True. The way in which we get there, the things that we can do to modify, the reasons we’re living longer, and the quality of life is also in BodyWorlds. You see these wonderful implants and modifications, whether it’s a hip implant or a knee replacement or a pacemaker, and you begin to realize that we can alleviate pain. We cannot simply lengthen life, but lengthen the quality of life. With science, you can dream of something better than today.

Right. You started our conversation by talking about is there an elite practice of science? And in the 1950s, we put science after Sputnik.

The best and the brightest scenario. We put lab coats on scientists and we put them on a platform to be elevated. That separated people from science. And when you needed a small cabal of scientists to advance our science and keep us in the space rays, that may have worked. But today everyone needs access to science. And so historically, science could be elitist. It could be the domain of a special few. Today, we all do science. We carry around in our pockets iPhones with more computing power than existed in the entire world in the early ’70s. That’s stunning.

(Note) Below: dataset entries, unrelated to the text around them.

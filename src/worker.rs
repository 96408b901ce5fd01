//! Periodic crawl worker: runs one cycle per interval, never overlapping.

use std::sync::Arc;
use std::time::Duration;

use tokio::sync::watch;
use tokio::time::MissedTickBehavior;

use crate::service::IngestService;

/// Runs crawl cycles until the shutdown signal fires.
///
/// The first cycle starts immediately; later cycles wait for the ticker,
/// and cycles never overlap because each one is awaited in the loop. The
/// shutdown signal also aborts an in-flight cycle: dropping the cycle
/// future cancels its fetches and rolls back its open transaction. A
/// failed cycle is logged and the worker keeps ticking — the next cycle
/// retries the whole source set from scratch.
pub async fn run(service: Arc<IngestService>, interval: Duration, mut shutdown: watch::Receiver<bool>) {
    tracing::info!(interval_secs = interval.as_secs(), "crawl worker started");

    let mut ticker = tokio::time::interval(interval);
    ticker.set_missed_tick_behavior(MissedTickBehavior::Delay);

    loop {
        tokio::select! {
            _ = shutdown.changed() => {
                tracing::info!("crawl worker stopping");
                return;
            }
            _ = ticker.tick() => {}
        }

        tokio::select! {
            _ = shutdown.changed() => {
                tracing::info!("crawl worker stopping mid-cycle");
                return;
            }
            result = service.run_crawl_cycle() => match result {
                Ok(summary) => {
                    tracing::info!(
                        feeds = summary.feeds,
                        articles = summary.articles,
                        "crawl cycle complete"
                    );
                }
                Err(e) => {
                    tracing::error!(error = %e, "crawl cycle failed");
                }
            }
        }
    }
}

But now the watchwords of the education system seem to be the “achievement gap.” What about making sure that our most brilliant people become scientists? Yes. But the thing you don’t hear people talking about, that I wish they would, is the aspiration gap. That desire to be a scientist. The cool factor about it.

I see the bolo tie and I see some of the Native American trappings in your office. Where did you grow up? How did you aspire to be a scientist? I’ve always been intensely curious, and I grew up between two cultures, between Oklahoma and Rhode Island.

What did your parents do? My father was a Cherokee and he worked in a factory. My dad shoveled sand. My mom was in Rhode Island. She worked as a screenprinter. They sent me back and forth as a kid. They believed something that later became a catch phrase for me: that education is a liberating force of human development and it can take you anywhere.

Education can sometimes be seen as an oppressing agent or somebody else’s program. That’s why my best work is when I can teach kids to appropriate it for themselves. To make it their own. I used to give a talk called “Steal Your Education.” It was about understanding just where you can get control of your world without anyone looking.

Sounds subversive. I’ll weave a basket and talk about how I learned to weave a basket from my grandmother. Every basket weaver has deep intuitive understanding of math and science, but no one ever told them the terms. Understanding the different kind of stress that comes from bending the reed, knowing the elastic limit of your material and when it would break. If you understand the type of stress in the elastic limit, you understand Hooke’s law.

They understand Hooke’s law of elasticity; they’ve just never heard of it. I finished a degree in physics before I realized my greatest physics teacher was my grandmother. And then I understood that all the knowledge was already there.